Bantu featuring Adewale Ayuba

Fuji Satisfaction
Piranha

 

 

Legend has it that Fuji -- the Arab-music-inflected sounds of Nigeria's dance clubs -- was named for Japan's Mount Fujiyama not because of any spiritual association with Japan, but simply for the mysterious grandeur and braggadocio that Fuji music's founders saw in photos of the mountain. Which fits perfectly with the swaggering sound of Fuji kingpin Adewale Ayuba's new project, Bantu -- a collaboration with "NiGerman" producer Ade Bantu. The pair has obviously immersed itself in reggae and Afropean hip-hop culture enough to absorb its bragging rights, while still retaining the dramatic percussion of Afro-beat and Fuji. And the end result of all that fusion is a furious album that sounds as much like a soundclash in Brooklyn or Paris as its subtitle: "Soundclash in Lagos."

 

 

As much as for its seamless blend of Yoruba hand drumming and trunk-rattling digital beats, or of sampled handclaps and Fela-style horn sections, Fuji Satisfaction is exciting for its different take on the themes Bantu explores in its lyrics.

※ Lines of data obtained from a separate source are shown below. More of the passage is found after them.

use super::aes::{Channel, FixedAes, ResolvedAes};
use super::layer::Params;
use super::scales::{PositionScale, ScaleInput, TrainedScales};
use super::scene::{BoxWhisker, Primitive, Style};
use super::series::Series;
use super::stat::{
    BinParams, BoxplotParams, ComputedGroup, ComputedRow, DensityParams, GroupKey, Pos, SmoothParams, Stat,
    StatOutput, Summary,
};

/// Shape types for point geometries.
#[derive(Debug, Clone, Copy, PartialEq, Eq, Hash, Default, Serialize, Deserialize)]
#[serde(rename_all = "snake_case")]
pub enum PointShape {
    /// Filled circle.
    #[default]
    Circle,
    /// Filled square.
    Square,
    /// Filled triangle.
    Triangle,
    /// Diamond shape.
    Diamond,
    /// Cross (+).
    Cross,
    /// X shape.
    X,
}

impl PointShape {
    /// Shapes in palette order.
    pub const ALL: [PointShape; 6] =
        [PointShape::Circle, PointShape::Triangle, PointShape::Square, PointShape::Cross, PointShape::X, PointShape::Diamond];

    /// Shape name.
    #[must_use]
    pub fn name(self) -> &'static str {
        match self {
            PointShape::Circle => "circle",
            PointShape::Square => "square",
            PointShape::Triangle => "triangle",
            PointShape::Diamond => "diamond",
            PointShape::Cross => "cross",
            PointShape::X => "x",
        }
    }
}

impl fmt::Display for PointShape {
    fn fmt(&self, f: &mut fmt::Formatter<'_>) -> fmt::Result {
        f.write_str(self.name())
    }
}

impl FromStr for PointShape {
    type Err = Error;

    fn from_str(s: &str) -> Result<Self> {
        match s.to_ascii_lowercase().as_str() {
            "circle" => Ok(PointShape::Circle),
            "square" => Ok(PointShape::Square),
            "triangle" => Ok(PointShape::Triangle),
            "diamond" => Ok(PointShape::Diamond),
            "cross" | "plus" => Ok(PointShape::Cross),
            "x" => Ok(PointShape::X),
            other => Err(Error::UnknownName { kind: "shape", name: other.to_string() }),
        }
    }
}

/// Which halves of a violin are drawn.
#[derive(Debug, Clone, Copy, PartialEq, Eq, Default, Serialize, Deserialize)]
#[serde(rename_all = "snake_case")]
pub enum ViolinStyle {
    /// Mirrored on both sides.
    #[default]
    Full,
    /// Left half only.
    Left,
    /// Right half only.
    Right,
}

impl FromStr for ViolinStyle {
    type Err = Error;

    fn from_str(s: &str) -> Result<Self> {
        match s {
            "full" => Ok(ViolinStyle::Full),
            "left" => Ok(ViolinStyle::Left),
            "right" => Ok(ViolinStyle::Right),
            other => Err(Error::UnknownName { kind: "violin style", name: other.to_string() }),
        }
    }
}
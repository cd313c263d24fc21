use seqgen_plan::plan_json_schema;

fn main() {
    let schema = plan_json_schema();
    let json = serde_json::to_string_pretty(&schema).expect("serialize plan json schema");
    println!("{json}");
}
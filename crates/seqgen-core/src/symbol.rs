use std::fmt;

use schemars::JsonSchema;
use serde::{Deserialize, Serialize};

use crate::error::{Error, Result};

const VOWELS: [&str; 5] = ["a", "e", "i", "o", "u"];

/// One element of an alphabet: a character or a digit string.
#[derive(Debug, Clone, PartialEq, Eq, Hash, PartialOrd, Ord, Serialize, Deserialize, JsonSchema)]
#[serde(try_from = "String", into = "String")]
pub struct Symbol(pub(crate) String);

impl Symbol {
    /// Create a symbol, rejecting the empty string.
    pub fn new(value: impl Into<String>) -> Result<Self> {
        let value = value.into();
        if value.is_empty() {
            return Err(Error::InvalidSymbol("symbol must not be empty".to_string()));
        }
        Ok(Self(value))
    }

    pub fn as_str(&self) -> &str {
        &self.0
    }

    /// Integer value of the symbol, if it is a (signed) decimal integer.
    pub fn numeric_value(&self) -> Option<i64> {
        self.0.parse::<i64>().ok()
    }

    pub fn is_vowel(&self) -> bool {
        is_vowel(&self.0)
    }

    pub fn is_consonant(&self) -> bool {
        is_consonant(&self.0)
    }

    /// Non-numeric symbols are neither even nor odd.
    pub fn is_even(&self) -> bool {
        self.numeric_value()
            .is_some_and(|value| value.rem_euclid(2) == 0)
    }

    pub fn is_odd(&self) -> bool {
        self.numeric_value()
            .is_some_and(|value| value.rem_euclid(2) == 1)
    }
}

/// True when `value` case-insensitively equals one of `a e i o u`.
pub fn is_vowel(value: &str) -> bool {
    VOWELS.iter().any(|vowel| value.eq_ignore_ascii_case(vowel))
}

/// True for a single ASCII letter that is not a vowel.
pub fn is_consonant(value: &str) -> bool {
    let mut chars = value.chars();
    match (chars.next(), chars.next()) {
        (Some(ch), None) => ch.is_ascii_alphabetic() && !is_vowel(value),
        _ => false,
    }
}

impl fmt::Display for Symbol {
    fn fmt(&self, f: &mut fmt::Formatter<'_>) -> fmt::Result {
        f.write_str(&self.0)
    }
}

impl TryFrom<String> for Symbol {
    type Error = Error;

    fn try_from(value: String) -> Result<Self> {
        Symbol::new(value)
    }
}

impl From<Symbol> for String {
    fn from(symbol: Symbol) -> Self {
        symbol.0
    }
}

/// A finite ordered sequence of symbols.
///
/// `Display` concatenates the symbols, so `["1", "2", "3"]` renders as `123`.
#[derive(Debug, Clone, Default, PartialEq, Eq, Hash, Serialize, Deserialize, JsonSchema)]
#[serde(transparent)]
pub struct Sequence(Vec<Symbol>);

impl Sequence {
    pub fn new() -> Self {
        Self(Vec::new())
    }

    pub fn with_capacity(capacity: usize) -> Self {
        Self(Vec::with_capacity(capacity))
    }

    pub fn len(&self) -> usize {
        self.0.len()
    }

    pub fn is_empty(&self) -> bool {
        self.0.is_empty()
    }

    pub fn symbols(&self) -> &[Symbol] {
        &self.0
    }

    pub fn first(&self) -> Option<&Symbol> {
        self.0.first()
    }

    pub fn last(&self) -> Option<&Symbol> {
        self.0.last()
    }

    pub fn contains(&self, symbol: &Symbol) -> bool {
        self.0.contains(symbol)
    }

    pub fn push(&mut self, symbol: Symbol) {
        self.0.push(symbol);
    }

    pub fn pop(&mut self) -> Option<Symbol> {
        self.0.pop()
    }

    pub fn iter(&self) -> std::slice::Iter<'_, Symbol> {
        self.0.iter()
    }
}

impl fmt::Display for Sequence {
    fn fmt(&self, f: &mut fmt::Formatter<'_>) -> fmt::Result {
        for symbol in &self.0 {
            f.write_str(symbol.as_str())?;
        }
        Ok(())
    }
}

impl From<Vec<Symbol>> for Sequence {
    fn from(symbols: Vec<Symbol>) -> Self {
        Self(symbols)
    }
}

impl<'a> IntoIterator for &'a Sequence {
    type Item = &'a Symbol;
    type IntoIter = std::slice::Iter<'a, Symbol>;

    fn into_iter(self) -> Self::IntoIter {
        self.0.iter()
    }
}
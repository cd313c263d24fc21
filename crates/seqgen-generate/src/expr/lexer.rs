use std::fmt;
use std::iter::Peekable;
use std::str::CharIndices;

use super::ExprError;

#[derive(Debug, Clone, PartialEq, Eq)]
pub(crate) enum TokenKind {
    Int(i64),
    Str(String),
    Ident(String),
    LParen,
    RParen,
    Comma,
    Plus,
    Minus,
    Star,
    Slash,
    Percent,
    Bang,
    AndAnd,
    OrOr,
    EqEq,
    NotEq,
    Lt,
    Le,
    Gt,
    Ge,
}

impl fmt::Display for TokenKind {
    fn fmt(&self, f: &mut fmt::Formatter<'_>) -> fmt::Result {
        let symbol = match self {
            TokenKind::Int(value) => return write!(f, "{value}"),
            TokenKind::Str(value) => return write!(f, "{value:?}"),
            TokenKind::Ident(name) => name.as_str(),
            TokenKind::LParen => "(",
            TokenKind::RParen => ")",
            TokenKind::Comma => ",",
            TokenKind::Plus => "+",
            TokenKind::Minus => "-",
            TokenKind::Star => "*",
            TokenKind::Slash => "/",
            TokenKind::Percent => "%",
            TokenKind::Bang => "!",
            TokenKind::AndAnd => "&&",
            TokenKind::OrOr => "||",
            TokenKind::EqEq => "==",
            TokenKind::NotEq => "!=",
            TokenKind::Lt => "<",
            TokenKind::Le => "<=",
            TokenKind::Gt => ">",
            TokenKind::Ge => ">=",
        };
        f.write_str(symbol)
    }
}

#[derive(Debug, Clone, PartialEq, Eq)]
pub(crate) struct Token {
    pub kind: TokenKind,
    /// Byte offset of the first character in the source.
    pub offset: usize,
}

pub(crate) fn tokenize(source: &str) -> Result<Vec<Token>, ExprError> {
    let mut tokens = Vec::new();
    let mut chars = source.char_indices().peekable();

    while let Some((offset, ch)) = chars.peek().copied() {
        if ch.is_whitespace() {
            chars.next();
            continue;
        }

        if ch == '\'' || ch == '"' {
            chars.next();
            let value = read_string(&mut chars, ch, offset)?;
            tokens.push(Token {
                kind: TokenKind::Str(value),
                offset,
            });
            continue;
        }

        if ch.is_ascii_digit() {
            let mut text = String::new();
            while let Some((_, c)) = chars.peek().copied() {
                if !c.is_ascii_digit() {
                    break;
                }
                text.push(c);
                chars.next();
            }
            let value = text
                .parse::<i64>()
                .map_err(|_| ExprError::InvalidNumber { text, offset })?;
            tokens.push(Token {
                kind: TokenKind::Int(value),
                offset,
            });
            continue;
        }

        if is_ident_start(ch) {
            let mut name = String::new();
            while let Some((_, c)) = chars.peek().copied() {
                if !is_ident_char(c) {
                    break;
                }
                name.push(c);
                chars.next();
            }
            tokens.push(Token {
                kind: TokenKind::Ident(name),
                offset,
            });
            continue;
        }

        chars.next();
        let next = chars.peek().map(|(_, c)| *c);
        let (kind, wide) = match (ch, next) {
            ('&', Some('&')) => (TokenKind::AndAnd, true),
            ('|', Some('|')) => (TokenKind::OrOr, true),
            ('=', Some('=')) => (TokenKind::EqEq, true),
            ('!', Some('=')) => (TokenKind::NotEq, true),
            ('<', Some('=')) => (TokenKind::Le, true),
            ('>', Some('=')) => (TokenKind::Ge, true),
            ('!', _) => (TokenKind::Bang, false),
            ('<', _) => (TokenKind::Lt, false),
            ('>', _) => (TokenKind::Gt, false),
            ('(', _) => (TokenKind::LParen, false),
            (')', _) => (TokenKind::RParen, false),
            (',', _) => (TokenKind::Comma, false),
            ('+', _) => (TokenKind::Plus, false),
            ('-', _) => (TokenKind::Minus, false),
            ('*', _) => (TokenKind::Star, false),
            ('/', _) => (TokenKind::Slash, false),
            ('%', _) => (TokenKind::Percent, false),
            _ => return Err(ExprError::UnexpectedChar { ch, offset }),
        };
        if wide {
            chars.next();
        }
        tokens.push(Token { kind, offset });
    }

    Ok(tokens)
}

fn read_string(
    chars: &mut Peekable<CharIndices<'_>>,
    quote: char,
    offset: usize,
) -> Result<String, ExprError> {
    let mut value = String::new();
    while let Some((_, c)) = chars.next() {
        if c == quote {
            return Ok(value);
        }
        if c == '\\' {
            match chars.next() {
                Some((_, escaped)) => value.push(escaped),
                None => break,
            }
            continue;
        }
        value.push(c);
    }
    Err(ExprError::UnterminatedString { offset })
}

fn is_ident_start(ch: char) -> bool {
    ch.is_ascii_alphabetic() || ch == '_'
}

fn is_ident_char(ch: char) -> bool {
    ch.is_ascii_alphanumeric() || ch == '_'
}
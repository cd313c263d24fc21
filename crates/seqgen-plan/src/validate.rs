use std::collections::HashSet;

use jsonschema::JSONSchema;
use serde_json::Value;

use seqgen_core::{
    ConflictPolicy, PLAN_VERSION, RuleCategory, RuleKind, Scope, find_conflict, validate_symbols,
};

use crate::errors::{PlanError, ValidationIssue, ValidationReport};
use crate::model::{GenerationPlan, PlanDomain};

/// Lengths above this still run but are flagged: the search is exponential.
const RECOMMENDED_MAX_LENGTH: u32 = 12;

/// Validated plan with accumulated warnings.
#[derive(Debug, Clone)]
pub struct ValidatedPlan {
    pub plan: GenerationPlan,
    pub warnings: Vec<ValidationIssue>,
}

/// Validate a plan JSON document against the plan JSON Schema.
pub fn validate_plan_json(
    plan_json: &Value,
    plan_schema: &Value,
) -> Result<ValidationReport, PlanError> {
    let compiled =
        JSONSchema::compile(plan_schema).map_err(|err| PlanError::Schema(err.to_string()))?;

    let mut report = ValidationReport::default();

    if let Err(errors) = compiled.validate(plan_json) {
        for error in errors {
            let path = normalized_json_pointer(&error.instance_path.to_string());
            report.push(ValidationIssue::error("schema_violation", path, error.to_string()));
        }
    }

    Ok(report)
}

/// Check a parsed plan for problems the JSON Schema cannot express.
///
/// Custom expressions are only checked for being non-empty here; they are
/// compiled by the generation crate.
pub fn validate_plan_semantics(plan: &GenerationPlan) -> ValidationReport {
    let mut report = ValidationReport::default();

    validate_version(plan, &mut report);
    validate_domain(plan, &mut report);
    let rules = validate_rules(plan, &mut report);
    validate_conflicts(plan, &rules, &mut report);
    validate_custom(plan, &mut report);

    report
}

/// Validate the plan end-to-end, returning structured issues on failure.
pub fn validate_plan(
    plan_json: &Value,
    plan_schema: &Value,
) -> Result<ValidatedPlan, ValidationReport> {
    let structural = validate_plan_json(plan_json, plan_schema)
        .map_err(|err| single_error("schema_invalid", err.to_string()))?;
    if !structural.is_ok() {
        return Err(structural);
    }

    let plan: GenerationPlan = serde_json::from_value(plan_json.clone())
        .map_err(|err| single_error("invalid_plan_json", err.to_string()))?;

    let semantic = validate_plan_semantics(&plan);
    if !semantic.is_ok() {
        return Err(semantic);
    }

    Ok(ValidatedPlan {
        plan,
        warnings: semantic.warnings,
    })
}

fn single_error(code: &str, message: String) -> ValidationReport {
    let mut report = ValidationReport::default();
    report.push(ValidationIssue::error(code, "/", message));
    report
}

fn validate_version(plan: &GenerationPlan, report: &mut ValidationReport) {
    if plan.plan_version != PLAN_VERSION {
        report.push(
            ValidationIssue::error(
                "plan_version_mismatch",
                "/plan_version",
                format!(
                    "plan_version '{}' is not supported (expected '{PLAN_VERSION}')",
                    plan.plan_version
                ),
            )
            .with_hint(format!("set plan_version to \"{PLAN_VERSION}\"")),
        );
    }

    if plan.length > RECOMMENDED_MAX_LENGTH {
        report.push(
            ValidationIssue::warning(
                "length_large",
                "/length",
                format!(
                    "length {} exceeds {RECOMMENDED_MAX_LENGTH}; the search grows exponentially",
                    plan.length
                ),
            )
            .with_hint("add rules that prune early or lower the length"),
        );
    }
}

fn validate_domain(plan: &GenerationPlan, report: &mut ValidationReport) {
    let PlanDomain::Characters { alphabet } = &plan.domain else {
        return;
    };

    if let Err(err) = validate_symbols(alphabet) {
        report.push(
            ValidationIssue::error("invalid_alphabet", "/domain/alphabet", err.to_string())
                .with_hint("list each symbol once and drop empty entries"),
        );
    }

    if alphabet.is_empty() && plan.length > 0 {
        report.push(ValidationIssue::warning(
            "alphabet_empty",
            "/domain/alphabet",
            "empty alphabet produces no sequences of positive length",
        ));
    }
}

fn validate_rules(plan: &GenerationPlan, report: &mut ValidationReport) -> Vec<RuleKind> {
    let mut resolved = Vec::new();
    let mut seen = HashSet::new();

    for (idx, name) in plan.rules.iter().enumerate() {
        let path = format!("/rules/{idx}");
        let Some(kind) = RuleKind::from_name_in(name, plan.domain.kind()) else {
            report.push(
                ValidationIssue::error(
                    "unknown_rule",
                    path,
                    format!("rule '{name}' is not in the catalog"),
                )
                .with_hint(format!("known rules: {}", known_rule_ids())),
            );
            continue;
        };

        if !seen.insert(kind) {
            report.push(ValidationIssue::warning(
                "duplicate_rule",
                path,
                format!("rule '{}' is selected more than once", kind.id()),
            ));
            continue;
        }

        if matches!(plan.domain, PlanDomain::Numeric)
            && kind.category() == RuleCategory::Alphabetic
            && kind != RuleKind::AlphabeticalOrder
        {
            report.push(ValidationIssue::warning(
                "rule_not_applicable",
                path,
                format!("rule '{}' classifies letters but the domain is numeric", kind.id()),
            ));
        }

        resolved.push(kind);
    }

    resolved
}

fn validate_conflicts(plan: &GenerationPlan, rules: &[RuleKind], report: &mut ValidationReport) {
    let Some((first, second)) = find_conflict(rules) else {
        return;
    };

    let issue = match plan.conflict_policy {
        ConflictPolicy::Reject => ValidationIssue::error(
            "conflicting_rules",
            "/rules",
            format!("rules '{first}' and '{second}' are mutually exclusive"),
        )
        .with_hint("remove one of them or set conflict_policy to prefer_decreasing"),
        ConflictPolicy::PreferDecreasing => ValidationIssue::warning(
            "rule_dropped",
            "/rules",
            format!("rules '{first}' and '{second}' conflict; the increasing rule is dropped"),
        ),
    };
    report.push(issue);
}

fn validate_custom(plan: &GenerationPlan, report: &mut ValidationReport) {
    let length = plan.length;
    let mut names = HashSet::new();

    for (idx, rule) in plan.custom.iter().enumerate() {
        let base_path = format!("/custom/{idx}");

        if rule.name.trim().is_empty() {
            report.push(ValidationIssue::error(
                "custom_name_empty",
                format!("{base_path}/name"),
                "custom rule name must not be empty",
            ));
        } else if RuleKind::from_name_in(&rule.name, plan.domain.kind()).is_some()
            || !names.insert(rule.name.as_str())
        {
            report.push(
                ValidationIssue::error(
                    "custom_name_taken",
                    format!("{base_path}/name"),
                    format!("name '{}' is already used", rule.name),
                )
                .with_hint("give each custom rule a unique name"),
            );
        }

        if rule.expr.trim().is_empty() {
            report.push(ValidationIssue::error(
                "expression_empty",
                format!("{base_path}/expr"),
                "custom rule expression must not be empty",
            ));
        }

        let unreachable = match &rule.scope {
            Scope::Every => false,
            Scope::First | Scope::Final => length == 0,
            Scope::Positions(positions) => positions
                .iter()
                .any(|position| *position >= length as usize),
        };
        if unreachable {
            report.push(ValidationIssue::warning(
                "scope_out_of_range",
                format!("{base_path}/scope"),
                format!("scope names positions outside sequences of length {length}"),
            ));
        }
    }
}

fn known_rule_ids() -> String {
    RuleKind::ALL
        .iter()
        .map(|kind| kind.id())
        .collect::<Vec<_>>()
        .join(", ")
}

fn normalized_json_pointer(pointer: &str) -> String {
    if pointer.is_empty() {
        "/".to_string()
    } else {
        pointer.to_string()
    }
}
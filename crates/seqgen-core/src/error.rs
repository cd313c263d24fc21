use thiserror::Error;

/// Core error type shared across seqgen crates.
#[derive(Debug, Error, PartialEq, Eq)]
pub enum Error {
    /// A symbol is empty or otherwise unusable.
    #[error("invalid symbol: {0}")]
    InvalidSymbol(String),
    /// The alphabet violates its invariants (duplicate symbols).
    #[error("invalid alphabet: {0}")]
    InvalidAlphabet(String),
    /// A rule name does not resolve to a catalog entry.
    #[error("unknown rule: {0}")]
    UnknownRule(String),
    /// Request parameters are out of their valid range.
    #[error("invalid request: {0}")]
    InvalidRequest(String),
}

/// Convenience alias for results returned by seqgen crates.
pub type Result<T> = std::result::Result<T, Error>;
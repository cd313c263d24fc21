use std::sync::Arc;
use std::sync::atomic::{AtomicBool, Ordering};

/// Cooperative stop signal shared between a caller and a running search.
///
/// Clones observe the same flag. Once cancelled a token stays cancelled.
#[derive(Debug, Clone, Default)]
pub struct CancellationToken {
    cancelled: Arc<AtomicBool>,
}

impl CancellationToken {
    pub fn new() -> Self {
        Self::default()
    }

    pub fn cancel(&self) {
        self.cancelled.store(true, Ordering::SeqCst);
    }

    pub fn is_cancelled(&self) -> bool {
        self.cancelled.load(Ordering::SeqCst)
    }
}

Like "Where Di Water, Where Di Lighter," attacking both Jamaican dancehall artists for homophobia and Western critics for their rush to interpret any statement as violent or prejudiced. Or "How Real (Can a Real, Real Be)" -- a salvo directed at U.S. hip hop for its musical and lyrical stagnation.

 

Bantu's Satisfaction takes Fuji, the most popular form of home-grown sounds in Nigeria for the past decade, to a new level -- one from which it can perhaps more readily spread to the streets of Europe and America with its infectious dancehall- and hip-hop-inspired beats. The fact that it's a record of such musical depth, as well as such modern-minded diasporic intent, is just gravy.